When a public records request is made, the agency queried has 30 days to respond. In my experience the officials charged with handling PIA requests usually take every bit of those 30 days to respond. However, when WBAL TV reporter David Collins asked for the same documents Wagner obtained, the state police responded to and fulfilled his request on the same day.
Now, compare the O’Malley administration’s newly found fidelity to the Maryland Public Information Act, with prior requests seeking information potentially damaging to the administration.
The Department of Housing and Community Development refused to release information about to syndicated columnist Marta Mossburg about the financially troubled developer chosen to build the agency’s new headquarters.
The Maryland Department of the Environment charged me over $2,700 for two requests regarding the environmental groups involved in writing state climate regulations.
The Department of Labor Licensing and Regulation fought me tooth and nail to hide emails between it and the Governor’s office regarding a scrubbed employment report, even though its own documents revealed the governor’s closest advisors were involved in the cover up.
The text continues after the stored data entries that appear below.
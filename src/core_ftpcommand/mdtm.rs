use crate::helpers::{format_mlsx_time, resolve_virtual};
use crate::reply::Reply;
use crate::session::Session;
use crate::state::FtpState;

/// Handles the MDTM FTP command: modification time of a plain file as
/// `yyyyMMddHHmmss` UTC.
pub async fn handle_mdtm_command(state: &FtpState, session: &mut Session, arg: &str) -> Reply {
    if arg.is_empty() {
        return Reply::new(501, "Syntax error in parameters or arguments.");
    }
    let path = resolve_virtual(&session.current_dir, arg);
    match state.fs.stat(&path).await {
        Ok(Some(entry)) if entry.directory => Reply::new(550, "Not a plain file."),
        Ok(Some(entry)) => Reply::new(213, format_mlsx_time(entry.modified)),
        Ok(None) => Reply::new(550, "File not found."),
        Err(e) => e.to_reply(),
    }
}

#[cfg(test)]
mod tests {
    use super::*;
    use crate::test_support::{logged_in_session, make_state};
    use tokio::io::AsyncWriteExt;

    #[tokio::test]
    async fn mdtm_formats_timestamp() {
        let (state, _guard) = make_state(true).await;
        let mut w = state.fs.open_write("/t.txt", false).await.unwrap();
        w.write_all(b"x").await.unwrap();
        w.shutdown().await.unwrap();
        let mut s = logged_in_session();
        let reply = handle_mdtm_command(&state, &mut s, "t.txt").await;
        assert_eq!(reply.code, 213);
        assert_eq!(reply.text.len(), 14);
        assert!(reply.text.chars().all(|c| c.is_ascii_digit()));
    }

    #[tokio::test]
    async fn mdtm_on_directory_is_550() {
        let (state, _guard) = make_state(true).await;
        state.fs.mkdir("/d").await.unwrap();
        let mut s = logged_in_session();
        assert_eq!(handle_mdtm_command(&state, &mut s, "d").await.code, 550);
        assert_eq!(handle_mdtm_command(&state, &mut s, "nope").await.code, 550);
    }
}
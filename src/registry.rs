use chrono::{DateTime, Utc};
use std::collections::HashMap;
use std::net::SocketAddr;
use std::sync::Mutex;

/// What the registry remembers about one live session.
#[derive(Debug, Clone)]
pub struct SessionInfo {
    pub remote: SocketAddr,
    pub username: Option<String>,
    pub connected_at: DateTime<Utc>,
}

/// Read-only view of the registry at one instant.
#[derive(Debug, Clone)]
pub struct RegistrySnapshot {
    pub sessions: Vec<(u64, SessionInfo)>,
    pub uploaded_bytes: u64,
    pub downloaded_bytes: u64,
}

#[derive(Default)]
struct RegistryInner {
    next_id: u64,
    sessions: HashMap<u64, SessionInfo>,
    uploaded_bytes: u64,
    downloaded_bytes: u64,
}

/// Process-wide index of live sessions plus global byte totals.
/// Everything is behind one mutex; callers get snapshots, never the map.
#[derive(Default)]
pub struct Registry {
    inner: Mutex<RegistryInner>,
}

impl Registry {
    pub fn new() -> Self {
        Self::default()
    }

    /// Registers a fresh connection and hands back its session id.
    pub fn register(&self, remote: SocketAddr) -> u64 {
        let mut inner = self.inner.lock().unwrap();
        inner.next_id += 1;
        let id = inner.next_id;
        inner.sessions.insert(
            id,
            SessionInfo {
                remote,
                username: None,
                connected_at: Utc::now(),
            },
        );
        id
    }

    pub fn set_username(&self, id: u64, username: &str) {
        let mut inner = self.inner.lock().unwrap();
        if let Some(info) = inner.sessions.get_mut(&id) {
            info.username = Some(username.to_string());
        }
    }

    pub fn unregister(&self, id: u64) {
        self.inner.lock().unwrap().sessions.remove(&id);
    }

    pub fn add_uploaded(&self, bytes: u64) {
        self.inner.lock().unwrap().uploaded_bytes += bytes;
    }

    pub fn add_downloaded(&self, bytes: u64) {
        self.inner.lock().unwrap().downloaded_bytes += bytes;
    }

    pub fn snapshot(&self) -> RegistrySnapshot {
        let inner = self.inner.lock().unwrap();
        let mut sessions: Vec<(u64, SessionInfo)> = inner
            .sessions
            .iter()
            .map(|(id, info)| (*id, info.clone()))
            .collect();
        sessions.sort_by_key(|(id, _)| *id);
        RegistrySnapshot {
            sessions,
            uploaded_bytes: inner.uploaded_bytes,
            downloaded_bytes: inner.downloaded_bytes,
        }
    }
}
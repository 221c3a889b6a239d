//! # xSHACL Storage
//!
//! Persistent mapping `ViolationSignature -> CacheEntry`.
//!
//! Every operation is atomic per signature. `put_explanation` replaces only
//! the explanation for its own language, so concurrent writes for different
//! languages of the same signature never lose each other's updates. The
//! store is append/overwrite only; there is no eviction.
//!
//! Two backends are provided:
//! - [`MemoryStore`]: an in-process arena, for tests and one-shot runs
//! - [`SledStore`]: a durable embedded store that survives restarts

pub mod memory;
pub mod sled_store;
pub mod turtle;

use async_trait::async_trait;
use std::fmt;
use std::sync::Arc;
use thiserror::Error;
use xshacl_core::{
    CacheEntry, ExplainError, Explanation, Relation, SignatureHash, ViolationSignature,
};

pub use memory::MemoryStore;
pub use sled_store::SledStore;
pub use turtle::export_turtle;

/// Errors raised by store backends
#[derive(Error, Debug)]
pub enum StoreError {
    /// The backend failed (I/O, lock, closed database)
    #[error("Storage backend error: {0}")]
    Backend(String),

    /// An entry could not be encoded
    #[error("Serialization error: {0}")]
    Serialization(String),

    /// A stored entry could not be decoded or does not match its key
    #[error("Corrupt entry {key}: {reason}")]
    Corrupt { key: String, reason: String },
}

impl StoreError {
    pub fn corrupt(key: &SignatureHash, reason: impl Into<String>) -> Self {
        StoreError::Corrupt {
            key: key.to_hex(),
            reason: reason.into(),
        }
    }
}

impl From<sled::Error> for StoreError {
    fn from(e: sled::Error) -> Self {
        StoreError::Backend(e.to_string())
    }
}

impl From<StoreError> for ExplainError {
    fn from(e: StoreError) -> Self {
        ExplainError::store_unavailable(e.to_string())
    }
}

/// Result type for store operations
pub type StoreResult<T> = Result<T, StoreError>;

/// Explanation cache store
#[async_trait]
pub trait ExplanationStore: Send + Sync + fmt::Debug {
    /// Backend name, for logs and `stats`
    fn name(&self) -> &str;

    /// Fetch an entry by its signature hash
    async fn get_by_hash(&self, hash: &SignatureHash) -> StoreResult<Option<CacheEntry>>;

    /// Fetch the entry for a signature
    async fn get(&self, signature: &ViolationSignature) -> StoreResult<Option<CacheEntry>> {
        self.get_by_hash(&signature.hash()).await
    }

    /// Create the entry if absent and replace the explanation for `language`
    async fn put_explanation(
        &self,
        signature: &ViolationSignature,
        language: &str,
        explanation: Explanation,
    ) -> StoreResult<()>;

    /// Add a relation, creating the entry if absent.
    ///
    /// Returns `false` if the relation was already recorded.
    async fn add_relation(
        &self,
        signature: &ViolationSignature,
        relation: Relation,
    ) -> StoreResult<bool>;

    /// Existence check without decoding the entry
    async fn exists_by_hash(&self, hash: &SignatureHash) -> StoreResult<bool>;

    async fn exists(&self, signature: &ViolationSignature) -> StoreResult<bool> {
        self.exists_by_hash(&signature.hash()).await
    }

    /// All entries, ordered by hash
    async fn entries(&self) -> StoreResult<Vec<CacheEntry>>;

    /// Number of entries
    async fn len(&self) -> StoreResult<usize> {
        Ok(self.entries().await?.len())
    }
}

#[async_trait]
impl<S: ExplanationStore + ?Sized> ExplanationStore for Arc<S> {
    fn name(&self) -> &str {
        (**self).name()
    }

    async fn get_by_hash(&self, hash: &SignatureHash) -> StoreResult<Option<CacheEntry>> {
        (**self).get_by_hash(hash).await
    }

    async fn put_explanation(
        &self,
        signature: &ViolationSignature,
        language: &str,
        explanation: Explanation,
    ) -> StoreResult<()> {
        (**self).put_explanation(signature, language, explanation).await
    }

    async fn add_relation(
        &self,
        signature: &ViolationSignature,
        relation: Relation,
    ) -> StoreResult<bool> {
        (**self).add_relation(signature, relation).await
    }

    async fn exists_by_hash(&self, hash: &SignatureHash) -> StoreResult<bool> {
        (**self).exists_by_hash(hash).await
    }

    async fn entries(&self) -> StoreResult<Vec<CacheEntry>> {
        (**self).entries().await
    }

    async fn len(&self) -> StoreResult<usize> {
        (**self).len().await
    }
}

/// Aggregate counts over a store
#[derive(Debug, Clone, Copy, Default, PartialEq, Eq, serde::Serialize)]
pub struct StoreStats {
    pub entries: usize,
    pub explanations: usize,
    pub similar_cases: usize,
    pub domain_rules: usize,
}

impl StoreStats {
    pub fn from_entries(entries: &[CacheEntry]) -> Self {
        entries.iter().fold(Self::default(), |mut stats, entry| {
            stats.entries += 1;
            stats.explanations += entry.explanations.len();
            stats.similar_cases += entry.similar_cases.len();
            stats.domain_rules += entry.domain_rules.len();
            stats
        })
    }
}
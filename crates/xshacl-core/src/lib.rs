//! # xSHACL Core
//!
//! Data model and pure computation for explainable SHACL validation:
//!
//! - [`violation`]: violation records produced by the validator
//! - [`signature`]: node-independent violation signatures and their hashes
//! - [`justification`]: premise / observation / conclusion trees
//! - [`graph`]: an N-Triples / Turtle graph backing shape and data lookups
//! - [`context`]: domain context retrieval
//! - [`explanation`]: cached explanations and cache entries
//!
//! ## Example
//!
//! ```rust
//! use xshacl_core::{canonicalize, ViolationRecord};
//!
//! let alice = ViolationRecord::new(
//!     "http://example.org/Alice",
//!     "http://example.org/PersonShape",
//!     "http://www.w3.org/ns/shacl#MinCountConstraintComponent",
//! )
//! .with_path("http://example.org/hasName")
//! .with_context("minCount", serde_json::json!(1));
//!
//! let mut bob = alice.clone();
//! bob.focus_node = "http://example.org/Bob".into();
//!
//! assert_eq!(canonicalize(&alice)?.hash(), canonicalize(&bob)?.hash());
//! # Ok::<(), xshacl_core::ExplainError>(())
//! ```

pub mod context;
pub mod error;
pub mod explanation;
pub mod graph;
pub mod justification;
pub mod signature;
pub mod violation;
pub mod vocab;

pub use context::{ContextRetriever, DomainContext, GraphContextRetriever, NoContext};
pub use error::{ExplainError, Result};
pub use explanation::{normalize_language, validate_language, CacheEntry, Explanation, Relation};
pub use graph::{GraphParseError, RdfFormat, Term, Triple, TripleGraph};
pub use justification::{
    DataLookup, JustificationNode, JustificationTreeBuilder, NodeKind, ShapeLookup,
};
pub use signature::{
    canonicalize, ExtractionRule, ExtractionTable, ParamRule, SignatureCanonicalizer,
    SignatureHash, ViolationSignature,
};
pub use violation::{NodeId, Severity, ViolationRecord, ViolationType};

/// Crate version
pub const VERSION: &str = env!("CARGO_PKG_VERSION");
//! Loading violation records and graphs from disk

use serde::Deserialize;
use std::path::Path;
use xshacl_core::{RdfFormat, TripleGraph, ViolationRecord, ViolationType};

use crate::error::{CliError, Result};

/// Accepted layouts of a violations file
#[derive(Deserialize)]
#[serde(untagged)]
enum ViolationsFile {
    List(Vec<ViolationRecord>),
    Wrapped { violations: Vec<ViolationRecord> },
    Single(ViolationRecord),
}

/// Read violation records from a JSON file
pub fn load_violations(path: &Path) -> Result<Vec<ViolationRecord>> {
    let content = read(path, "violations")?;
    parse_violations(&content)
}

/// Parse a JSON array, a `{"violations": [...]}` object, or a single record.
///
/// Records without a violation type are classified from their constraint
/// component.
pub fn parse_violations(content: &str) -> Result<Vec<ViolationRecord>> {
    let records = match serde_json::from_str::<ViolationsFile>(content)? {
        ViolationsFile::List(records) | ViolationsFile::Wrapped { violations: records } => records,
        ViolationsFile::Single(record) => vec![record],
    };

    Ok(records
        .into_iter()
        .map(|mut record| {
            if record.violation_type == ViolationType::Other {
                record.violation_type =
                    ViolationType::from_constraint_component(&record.constraint_id);
            }
            record
        })
        .collect())
}

/// Read a graph, or an empty graph when no path is given.
///
/// `.nt` files are read as N-Triples, anything else as Turtle.
pub fn load_graph(path: Option<&Path>) -> Result<TripleGraph> {
    match path {
        Some(path) => {
            let content = read(path, "graph")?;
            let format = RdfFormat::from_path(path);
            let graph = TripleGraph::parse(&content, format).map_err(|e| {
                CliError::parse_error(format!("{}: {}", path.display(), e))
            })?;
            tracing::debug!(
                path = %path.display(),
                format = %format,
                triples = graph.len(),
                "Loaded graph"
            );
            Ok(graph)
        }
        None => Ok(TripleGraph::new()),
    }
}

fn read(path: &Path, what: &str) -> Result<String> {
    std::fs::read_to_string(path).map_err(|e| {
        CliError::file_error(format!(
            "Failed to read {} file '{}': {}",
            what,
            path.display(),
            e
        ))
    })
}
The State Highway Administration denied Fox 45’s request for documents regarding charge backs to state contractors who are tardy in completing projects.
In a separate request, Fox 45 asked a list the number of PIA requests and how much it charged to fulfill them; Gansler’s office sent the station a bill for $2,500 to complete the request.
Gansler responded to Fox 45 saying, “The fact of the matter is you shouldn't have to make a public information request for a lot of material that should be public anyway.”
If the Maryland State Police had documents detailing Anthony Brown’s rude back seat driving, would John Wagner be submitting a request for them? Would they see the light of day?
It’s just another sign of corrupt one-party rule in Maryland that the O’Malley-Brown machine can abuse the Maryland Public Information Act—preventing disclosure to protect itself while releasing what it wants to punish it’s enemies. Perhaps Maryland's political press corps should focus more on holding public rulers accountable and less on the campaign horse race.
On the Center for Public Integrity’s Corruption Risk Report Card, Maryland received an overall grade of D- and an F for access to public information. The report said this about how Maryland treats access to public information.
While Maryland's Public Information Act theoretically grants broad access to public records, critics say vague exemption language allows government agencies to deny information requests for almost any reason. With no overall oversight mechanism, each state agency handles its own public information requests, with its own response and billing practices. If a request is denied, the only redress is appealing to the same denying agency official or initiating a costly court challenge. In practice, this means that many public information compliance issues go unresolved.
Both O’Malley and Gansler talk a great deal about their commitment to open government, but in reality they are both responsible for the charade that is “open government” in Maryland.